**Task statement**: Copy each line of the listing where the word "Status" can be found.

**Data for this task**:
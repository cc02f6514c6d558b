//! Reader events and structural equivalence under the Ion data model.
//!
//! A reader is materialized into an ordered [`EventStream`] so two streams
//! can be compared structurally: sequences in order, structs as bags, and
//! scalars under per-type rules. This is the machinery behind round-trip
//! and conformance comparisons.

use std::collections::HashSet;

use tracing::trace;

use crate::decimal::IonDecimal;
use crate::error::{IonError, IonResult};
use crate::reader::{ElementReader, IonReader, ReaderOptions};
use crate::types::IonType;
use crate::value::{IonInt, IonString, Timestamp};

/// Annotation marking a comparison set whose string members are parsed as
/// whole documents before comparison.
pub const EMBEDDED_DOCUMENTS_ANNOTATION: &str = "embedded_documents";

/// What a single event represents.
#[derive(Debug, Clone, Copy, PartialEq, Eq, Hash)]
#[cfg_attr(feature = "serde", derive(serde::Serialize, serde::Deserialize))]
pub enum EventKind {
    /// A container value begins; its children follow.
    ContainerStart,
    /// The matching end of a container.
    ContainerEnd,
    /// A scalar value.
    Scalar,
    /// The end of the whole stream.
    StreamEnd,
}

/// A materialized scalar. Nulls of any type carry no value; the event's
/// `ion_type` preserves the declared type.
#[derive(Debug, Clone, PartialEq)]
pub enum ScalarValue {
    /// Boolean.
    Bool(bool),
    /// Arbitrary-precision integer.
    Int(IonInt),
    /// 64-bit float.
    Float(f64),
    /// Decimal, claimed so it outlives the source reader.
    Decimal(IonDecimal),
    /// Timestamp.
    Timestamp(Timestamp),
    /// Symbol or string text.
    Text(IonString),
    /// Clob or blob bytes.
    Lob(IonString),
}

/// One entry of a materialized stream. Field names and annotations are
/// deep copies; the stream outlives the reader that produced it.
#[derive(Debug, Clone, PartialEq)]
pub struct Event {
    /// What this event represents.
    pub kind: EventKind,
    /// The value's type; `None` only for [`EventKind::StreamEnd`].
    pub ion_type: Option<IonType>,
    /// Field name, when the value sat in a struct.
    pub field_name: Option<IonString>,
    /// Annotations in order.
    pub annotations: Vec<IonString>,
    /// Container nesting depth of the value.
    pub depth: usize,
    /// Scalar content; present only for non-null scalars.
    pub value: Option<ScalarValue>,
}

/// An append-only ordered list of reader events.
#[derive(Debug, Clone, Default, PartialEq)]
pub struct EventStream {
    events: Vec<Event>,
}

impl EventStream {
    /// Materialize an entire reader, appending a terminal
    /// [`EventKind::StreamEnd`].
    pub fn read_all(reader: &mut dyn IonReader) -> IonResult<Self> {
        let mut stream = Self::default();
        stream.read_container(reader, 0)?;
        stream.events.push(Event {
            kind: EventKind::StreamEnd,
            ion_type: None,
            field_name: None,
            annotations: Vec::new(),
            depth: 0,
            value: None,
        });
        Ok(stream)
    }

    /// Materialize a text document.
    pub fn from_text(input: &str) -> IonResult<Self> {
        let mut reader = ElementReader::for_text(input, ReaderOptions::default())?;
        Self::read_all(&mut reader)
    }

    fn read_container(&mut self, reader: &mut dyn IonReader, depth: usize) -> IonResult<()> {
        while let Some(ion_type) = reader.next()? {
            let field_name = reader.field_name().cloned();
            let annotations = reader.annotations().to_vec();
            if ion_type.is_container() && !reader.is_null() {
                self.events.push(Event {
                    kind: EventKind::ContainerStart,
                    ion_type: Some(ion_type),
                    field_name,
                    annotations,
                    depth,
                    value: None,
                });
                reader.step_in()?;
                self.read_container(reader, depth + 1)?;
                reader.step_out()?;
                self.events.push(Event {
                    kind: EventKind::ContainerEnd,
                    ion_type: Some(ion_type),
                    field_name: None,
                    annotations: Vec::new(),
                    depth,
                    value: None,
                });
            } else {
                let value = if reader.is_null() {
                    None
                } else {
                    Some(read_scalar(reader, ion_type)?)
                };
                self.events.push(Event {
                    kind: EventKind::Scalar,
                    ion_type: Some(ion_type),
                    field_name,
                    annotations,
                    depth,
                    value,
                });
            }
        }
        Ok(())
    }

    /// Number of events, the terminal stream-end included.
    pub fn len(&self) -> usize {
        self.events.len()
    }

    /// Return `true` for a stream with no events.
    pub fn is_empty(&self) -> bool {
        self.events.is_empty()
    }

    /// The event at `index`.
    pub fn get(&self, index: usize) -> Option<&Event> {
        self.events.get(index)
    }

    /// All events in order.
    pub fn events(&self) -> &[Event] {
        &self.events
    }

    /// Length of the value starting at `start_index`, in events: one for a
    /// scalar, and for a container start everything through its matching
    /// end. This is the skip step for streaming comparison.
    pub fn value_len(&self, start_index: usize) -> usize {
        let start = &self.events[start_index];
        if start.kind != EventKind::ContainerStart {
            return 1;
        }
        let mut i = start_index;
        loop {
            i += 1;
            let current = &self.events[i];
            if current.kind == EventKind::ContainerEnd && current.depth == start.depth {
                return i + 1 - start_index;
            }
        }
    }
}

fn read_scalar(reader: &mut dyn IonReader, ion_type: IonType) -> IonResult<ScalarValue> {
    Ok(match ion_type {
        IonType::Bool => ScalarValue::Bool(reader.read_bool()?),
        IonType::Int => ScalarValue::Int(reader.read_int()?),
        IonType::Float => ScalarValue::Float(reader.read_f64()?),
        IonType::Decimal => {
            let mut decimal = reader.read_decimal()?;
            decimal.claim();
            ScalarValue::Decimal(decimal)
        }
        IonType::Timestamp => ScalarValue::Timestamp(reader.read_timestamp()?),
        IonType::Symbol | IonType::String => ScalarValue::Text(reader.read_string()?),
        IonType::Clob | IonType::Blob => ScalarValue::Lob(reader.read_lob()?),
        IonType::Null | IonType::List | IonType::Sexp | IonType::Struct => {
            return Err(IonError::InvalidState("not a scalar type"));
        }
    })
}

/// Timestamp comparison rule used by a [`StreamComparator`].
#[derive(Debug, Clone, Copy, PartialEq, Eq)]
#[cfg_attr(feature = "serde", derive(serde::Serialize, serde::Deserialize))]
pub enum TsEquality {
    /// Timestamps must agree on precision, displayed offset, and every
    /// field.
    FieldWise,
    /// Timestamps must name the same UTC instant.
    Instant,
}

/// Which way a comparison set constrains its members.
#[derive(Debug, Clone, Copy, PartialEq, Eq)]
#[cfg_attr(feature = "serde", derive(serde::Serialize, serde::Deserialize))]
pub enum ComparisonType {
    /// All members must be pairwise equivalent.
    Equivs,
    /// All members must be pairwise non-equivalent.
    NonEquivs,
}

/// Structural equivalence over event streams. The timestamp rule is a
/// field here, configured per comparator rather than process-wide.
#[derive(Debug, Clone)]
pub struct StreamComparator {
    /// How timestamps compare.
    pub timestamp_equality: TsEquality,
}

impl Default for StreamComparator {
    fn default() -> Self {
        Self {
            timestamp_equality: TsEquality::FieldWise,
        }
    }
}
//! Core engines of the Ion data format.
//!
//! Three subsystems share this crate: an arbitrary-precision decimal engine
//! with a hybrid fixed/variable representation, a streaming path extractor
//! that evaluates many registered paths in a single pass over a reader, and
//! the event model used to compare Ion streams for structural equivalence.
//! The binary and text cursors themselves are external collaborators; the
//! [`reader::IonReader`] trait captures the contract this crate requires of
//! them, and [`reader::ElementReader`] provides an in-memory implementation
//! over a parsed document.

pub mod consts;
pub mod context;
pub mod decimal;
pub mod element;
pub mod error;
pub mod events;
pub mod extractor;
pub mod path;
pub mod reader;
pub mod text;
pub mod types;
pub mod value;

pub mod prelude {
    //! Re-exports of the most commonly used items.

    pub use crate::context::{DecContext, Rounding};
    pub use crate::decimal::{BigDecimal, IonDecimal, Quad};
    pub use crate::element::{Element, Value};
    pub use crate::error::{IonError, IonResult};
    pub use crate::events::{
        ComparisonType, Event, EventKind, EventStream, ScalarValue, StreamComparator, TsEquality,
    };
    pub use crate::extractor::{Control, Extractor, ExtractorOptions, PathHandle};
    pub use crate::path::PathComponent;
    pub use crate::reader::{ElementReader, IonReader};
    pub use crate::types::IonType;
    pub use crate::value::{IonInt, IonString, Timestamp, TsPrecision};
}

---

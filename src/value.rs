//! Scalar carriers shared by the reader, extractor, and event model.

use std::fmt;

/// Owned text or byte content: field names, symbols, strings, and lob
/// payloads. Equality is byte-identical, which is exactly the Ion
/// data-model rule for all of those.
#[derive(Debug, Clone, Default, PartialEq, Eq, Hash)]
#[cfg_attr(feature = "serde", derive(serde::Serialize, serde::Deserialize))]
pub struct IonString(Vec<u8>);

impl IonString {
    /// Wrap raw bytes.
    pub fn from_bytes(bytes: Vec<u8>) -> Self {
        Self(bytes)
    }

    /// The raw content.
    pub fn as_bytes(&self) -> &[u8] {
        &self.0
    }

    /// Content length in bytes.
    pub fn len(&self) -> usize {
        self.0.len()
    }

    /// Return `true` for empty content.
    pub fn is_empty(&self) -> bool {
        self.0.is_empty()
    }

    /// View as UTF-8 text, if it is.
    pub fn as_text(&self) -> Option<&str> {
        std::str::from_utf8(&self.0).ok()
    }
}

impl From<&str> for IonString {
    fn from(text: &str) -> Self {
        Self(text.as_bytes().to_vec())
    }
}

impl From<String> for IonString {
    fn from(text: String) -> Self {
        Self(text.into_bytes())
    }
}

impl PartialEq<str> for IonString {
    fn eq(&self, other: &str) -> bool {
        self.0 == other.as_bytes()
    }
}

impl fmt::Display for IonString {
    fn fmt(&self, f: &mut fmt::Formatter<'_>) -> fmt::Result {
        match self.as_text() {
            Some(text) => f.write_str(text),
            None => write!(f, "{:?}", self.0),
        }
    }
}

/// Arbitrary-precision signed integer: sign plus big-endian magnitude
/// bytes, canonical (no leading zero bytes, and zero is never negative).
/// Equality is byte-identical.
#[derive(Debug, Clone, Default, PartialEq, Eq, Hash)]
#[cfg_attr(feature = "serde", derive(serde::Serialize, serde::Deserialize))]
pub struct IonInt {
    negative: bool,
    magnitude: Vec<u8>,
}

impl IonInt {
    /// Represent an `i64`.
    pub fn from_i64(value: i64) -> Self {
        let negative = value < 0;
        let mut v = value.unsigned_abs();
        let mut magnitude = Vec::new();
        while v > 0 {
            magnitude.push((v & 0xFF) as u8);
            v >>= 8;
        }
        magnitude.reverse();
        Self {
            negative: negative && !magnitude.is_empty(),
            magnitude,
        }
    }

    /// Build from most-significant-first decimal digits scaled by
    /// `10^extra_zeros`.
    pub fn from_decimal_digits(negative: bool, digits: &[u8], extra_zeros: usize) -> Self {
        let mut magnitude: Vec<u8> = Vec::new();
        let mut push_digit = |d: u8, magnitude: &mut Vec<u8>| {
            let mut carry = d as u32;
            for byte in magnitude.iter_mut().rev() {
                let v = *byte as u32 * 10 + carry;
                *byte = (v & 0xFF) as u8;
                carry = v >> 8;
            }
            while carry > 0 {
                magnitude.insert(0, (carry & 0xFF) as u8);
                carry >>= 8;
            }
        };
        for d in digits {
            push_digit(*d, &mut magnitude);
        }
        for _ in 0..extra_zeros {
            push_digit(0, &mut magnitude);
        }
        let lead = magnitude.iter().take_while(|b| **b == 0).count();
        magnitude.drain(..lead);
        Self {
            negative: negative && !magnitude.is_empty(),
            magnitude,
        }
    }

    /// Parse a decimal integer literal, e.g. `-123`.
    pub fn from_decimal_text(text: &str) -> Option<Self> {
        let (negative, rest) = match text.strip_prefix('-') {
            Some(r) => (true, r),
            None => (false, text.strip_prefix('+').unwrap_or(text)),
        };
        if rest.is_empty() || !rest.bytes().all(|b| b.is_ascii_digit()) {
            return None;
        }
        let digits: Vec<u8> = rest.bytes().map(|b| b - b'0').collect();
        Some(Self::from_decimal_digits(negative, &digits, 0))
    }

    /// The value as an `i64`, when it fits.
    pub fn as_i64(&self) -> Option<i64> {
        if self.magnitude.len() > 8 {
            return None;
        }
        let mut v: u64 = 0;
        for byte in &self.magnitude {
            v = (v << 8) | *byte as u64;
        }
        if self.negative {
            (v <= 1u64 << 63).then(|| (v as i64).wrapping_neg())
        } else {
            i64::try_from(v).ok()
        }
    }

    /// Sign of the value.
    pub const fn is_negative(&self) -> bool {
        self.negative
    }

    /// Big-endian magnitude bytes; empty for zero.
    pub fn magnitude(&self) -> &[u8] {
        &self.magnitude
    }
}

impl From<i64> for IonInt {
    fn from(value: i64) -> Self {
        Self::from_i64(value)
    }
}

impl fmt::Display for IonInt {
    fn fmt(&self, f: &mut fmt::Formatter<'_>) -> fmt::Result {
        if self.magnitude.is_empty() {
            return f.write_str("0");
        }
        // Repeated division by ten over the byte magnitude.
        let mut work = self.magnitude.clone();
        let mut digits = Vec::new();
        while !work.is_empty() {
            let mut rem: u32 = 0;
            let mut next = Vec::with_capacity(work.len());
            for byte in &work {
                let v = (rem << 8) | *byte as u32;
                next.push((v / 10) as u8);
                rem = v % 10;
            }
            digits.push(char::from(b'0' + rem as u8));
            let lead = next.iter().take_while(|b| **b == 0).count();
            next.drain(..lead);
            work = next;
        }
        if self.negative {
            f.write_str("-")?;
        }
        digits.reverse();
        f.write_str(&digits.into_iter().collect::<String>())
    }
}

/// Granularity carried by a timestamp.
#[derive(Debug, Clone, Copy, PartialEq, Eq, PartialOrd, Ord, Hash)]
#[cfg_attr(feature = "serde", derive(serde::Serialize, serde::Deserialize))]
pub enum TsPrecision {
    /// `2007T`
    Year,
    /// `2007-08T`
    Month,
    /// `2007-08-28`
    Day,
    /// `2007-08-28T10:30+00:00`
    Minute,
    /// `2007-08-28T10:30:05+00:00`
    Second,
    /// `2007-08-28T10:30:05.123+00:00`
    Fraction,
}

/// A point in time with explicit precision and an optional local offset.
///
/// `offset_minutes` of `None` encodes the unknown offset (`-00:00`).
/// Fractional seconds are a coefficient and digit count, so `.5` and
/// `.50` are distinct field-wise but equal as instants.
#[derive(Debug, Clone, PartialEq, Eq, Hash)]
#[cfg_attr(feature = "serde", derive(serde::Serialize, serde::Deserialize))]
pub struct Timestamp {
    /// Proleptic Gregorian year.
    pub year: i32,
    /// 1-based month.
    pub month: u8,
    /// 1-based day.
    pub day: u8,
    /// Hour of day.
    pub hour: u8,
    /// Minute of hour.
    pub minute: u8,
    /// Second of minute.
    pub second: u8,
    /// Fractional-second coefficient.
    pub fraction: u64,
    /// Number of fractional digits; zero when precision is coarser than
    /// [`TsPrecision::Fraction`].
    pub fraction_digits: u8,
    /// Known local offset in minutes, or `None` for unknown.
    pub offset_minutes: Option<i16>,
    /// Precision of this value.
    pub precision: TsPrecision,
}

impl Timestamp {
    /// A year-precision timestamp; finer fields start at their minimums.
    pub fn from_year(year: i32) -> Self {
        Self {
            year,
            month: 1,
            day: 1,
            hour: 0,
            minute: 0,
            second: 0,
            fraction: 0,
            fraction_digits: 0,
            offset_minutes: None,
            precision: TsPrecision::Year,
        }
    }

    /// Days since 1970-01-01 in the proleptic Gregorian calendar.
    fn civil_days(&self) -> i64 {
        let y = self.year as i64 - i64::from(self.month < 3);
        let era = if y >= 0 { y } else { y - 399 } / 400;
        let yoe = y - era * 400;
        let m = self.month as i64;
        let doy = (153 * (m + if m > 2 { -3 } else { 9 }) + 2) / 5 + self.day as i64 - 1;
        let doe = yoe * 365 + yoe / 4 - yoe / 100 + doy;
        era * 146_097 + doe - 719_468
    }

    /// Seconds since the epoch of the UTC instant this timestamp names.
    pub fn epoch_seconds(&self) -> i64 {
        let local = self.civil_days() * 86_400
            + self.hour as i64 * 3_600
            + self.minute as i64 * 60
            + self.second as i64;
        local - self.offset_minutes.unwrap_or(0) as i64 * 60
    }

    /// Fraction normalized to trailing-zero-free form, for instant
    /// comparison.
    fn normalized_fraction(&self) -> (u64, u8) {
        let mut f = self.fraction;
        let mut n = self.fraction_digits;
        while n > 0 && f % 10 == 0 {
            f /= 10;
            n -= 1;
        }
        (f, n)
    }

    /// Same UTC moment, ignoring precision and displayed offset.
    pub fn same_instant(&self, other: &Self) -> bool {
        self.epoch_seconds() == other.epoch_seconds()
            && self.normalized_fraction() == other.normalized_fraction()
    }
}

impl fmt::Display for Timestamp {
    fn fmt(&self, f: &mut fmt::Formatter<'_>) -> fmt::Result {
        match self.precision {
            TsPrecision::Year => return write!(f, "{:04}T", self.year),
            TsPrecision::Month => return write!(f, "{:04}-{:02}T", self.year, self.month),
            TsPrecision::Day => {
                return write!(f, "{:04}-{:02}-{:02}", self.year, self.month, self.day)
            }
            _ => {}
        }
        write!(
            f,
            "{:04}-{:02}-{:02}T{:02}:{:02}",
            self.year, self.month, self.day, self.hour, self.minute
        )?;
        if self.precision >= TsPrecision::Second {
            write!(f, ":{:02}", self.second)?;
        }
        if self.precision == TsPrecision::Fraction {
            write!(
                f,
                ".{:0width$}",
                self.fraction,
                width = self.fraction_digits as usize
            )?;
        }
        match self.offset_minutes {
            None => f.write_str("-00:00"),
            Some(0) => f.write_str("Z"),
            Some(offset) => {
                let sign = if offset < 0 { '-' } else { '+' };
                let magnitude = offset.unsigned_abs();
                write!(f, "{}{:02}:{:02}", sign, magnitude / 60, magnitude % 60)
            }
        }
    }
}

* * *

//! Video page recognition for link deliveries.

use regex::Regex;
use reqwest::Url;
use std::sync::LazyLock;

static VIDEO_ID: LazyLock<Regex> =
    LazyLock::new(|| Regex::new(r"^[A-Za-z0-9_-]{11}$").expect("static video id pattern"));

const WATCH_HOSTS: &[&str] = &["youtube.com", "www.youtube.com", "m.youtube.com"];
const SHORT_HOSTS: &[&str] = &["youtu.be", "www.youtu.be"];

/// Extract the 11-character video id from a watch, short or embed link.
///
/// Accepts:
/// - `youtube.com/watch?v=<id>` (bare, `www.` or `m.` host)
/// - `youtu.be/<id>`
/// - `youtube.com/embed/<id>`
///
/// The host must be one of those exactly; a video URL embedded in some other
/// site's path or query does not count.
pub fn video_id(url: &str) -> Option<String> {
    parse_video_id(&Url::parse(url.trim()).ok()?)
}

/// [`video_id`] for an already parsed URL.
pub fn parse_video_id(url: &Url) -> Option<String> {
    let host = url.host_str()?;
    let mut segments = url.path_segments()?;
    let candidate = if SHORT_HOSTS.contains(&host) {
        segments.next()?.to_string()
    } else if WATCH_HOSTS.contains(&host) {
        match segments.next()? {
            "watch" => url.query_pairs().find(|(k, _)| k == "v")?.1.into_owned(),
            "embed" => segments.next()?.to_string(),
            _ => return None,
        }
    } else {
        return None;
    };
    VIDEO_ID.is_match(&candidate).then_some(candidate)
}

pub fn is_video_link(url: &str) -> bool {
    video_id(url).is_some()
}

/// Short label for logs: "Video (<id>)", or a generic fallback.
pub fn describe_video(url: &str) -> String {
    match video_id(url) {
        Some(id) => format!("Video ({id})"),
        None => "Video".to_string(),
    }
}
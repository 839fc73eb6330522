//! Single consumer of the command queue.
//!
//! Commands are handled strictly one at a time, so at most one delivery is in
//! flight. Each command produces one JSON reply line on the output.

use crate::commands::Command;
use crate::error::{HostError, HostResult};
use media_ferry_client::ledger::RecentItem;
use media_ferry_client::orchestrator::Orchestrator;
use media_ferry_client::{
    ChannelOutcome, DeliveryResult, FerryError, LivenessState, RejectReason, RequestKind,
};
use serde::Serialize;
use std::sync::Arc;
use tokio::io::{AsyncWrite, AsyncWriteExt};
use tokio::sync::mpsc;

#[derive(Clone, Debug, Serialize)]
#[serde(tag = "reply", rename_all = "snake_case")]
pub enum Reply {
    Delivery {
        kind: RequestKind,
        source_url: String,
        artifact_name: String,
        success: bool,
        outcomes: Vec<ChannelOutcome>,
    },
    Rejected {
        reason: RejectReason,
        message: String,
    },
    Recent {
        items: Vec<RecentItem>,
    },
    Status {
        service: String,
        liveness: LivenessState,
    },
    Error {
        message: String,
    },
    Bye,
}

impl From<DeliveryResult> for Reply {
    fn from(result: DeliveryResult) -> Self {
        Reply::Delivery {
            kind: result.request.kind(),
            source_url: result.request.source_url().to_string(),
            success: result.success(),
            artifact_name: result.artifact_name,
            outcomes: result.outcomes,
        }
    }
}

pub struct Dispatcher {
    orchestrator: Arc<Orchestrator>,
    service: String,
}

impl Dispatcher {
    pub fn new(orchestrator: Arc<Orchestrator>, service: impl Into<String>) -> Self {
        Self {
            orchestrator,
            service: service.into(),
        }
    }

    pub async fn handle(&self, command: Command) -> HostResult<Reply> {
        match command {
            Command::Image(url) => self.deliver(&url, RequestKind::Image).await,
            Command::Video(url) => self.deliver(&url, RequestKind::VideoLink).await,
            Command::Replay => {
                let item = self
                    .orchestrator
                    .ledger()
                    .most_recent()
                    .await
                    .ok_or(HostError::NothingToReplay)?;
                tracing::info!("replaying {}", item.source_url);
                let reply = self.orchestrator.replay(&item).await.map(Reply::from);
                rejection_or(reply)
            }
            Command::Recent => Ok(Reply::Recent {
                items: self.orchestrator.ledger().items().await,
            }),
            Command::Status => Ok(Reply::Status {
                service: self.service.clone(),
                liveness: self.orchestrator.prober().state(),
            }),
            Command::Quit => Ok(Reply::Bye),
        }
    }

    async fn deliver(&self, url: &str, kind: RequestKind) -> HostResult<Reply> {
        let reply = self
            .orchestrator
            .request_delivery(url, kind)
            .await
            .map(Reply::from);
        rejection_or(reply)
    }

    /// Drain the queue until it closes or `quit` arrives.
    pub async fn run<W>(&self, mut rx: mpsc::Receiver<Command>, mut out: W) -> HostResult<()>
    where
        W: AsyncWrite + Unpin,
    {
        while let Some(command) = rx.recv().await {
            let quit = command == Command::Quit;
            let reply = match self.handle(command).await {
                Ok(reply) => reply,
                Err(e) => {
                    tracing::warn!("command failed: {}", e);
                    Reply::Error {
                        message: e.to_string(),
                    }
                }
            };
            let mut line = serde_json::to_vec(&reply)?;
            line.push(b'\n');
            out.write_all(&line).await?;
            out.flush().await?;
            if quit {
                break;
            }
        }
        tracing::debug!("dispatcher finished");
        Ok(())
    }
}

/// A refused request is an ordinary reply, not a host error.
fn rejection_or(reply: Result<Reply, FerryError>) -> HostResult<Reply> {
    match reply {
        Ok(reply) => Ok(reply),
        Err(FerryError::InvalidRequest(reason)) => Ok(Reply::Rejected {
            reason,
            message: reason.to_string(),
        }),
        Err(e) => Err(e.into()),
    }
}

**Exercise response**:
    Status {
            Command::Status => Ok(Reply::Status {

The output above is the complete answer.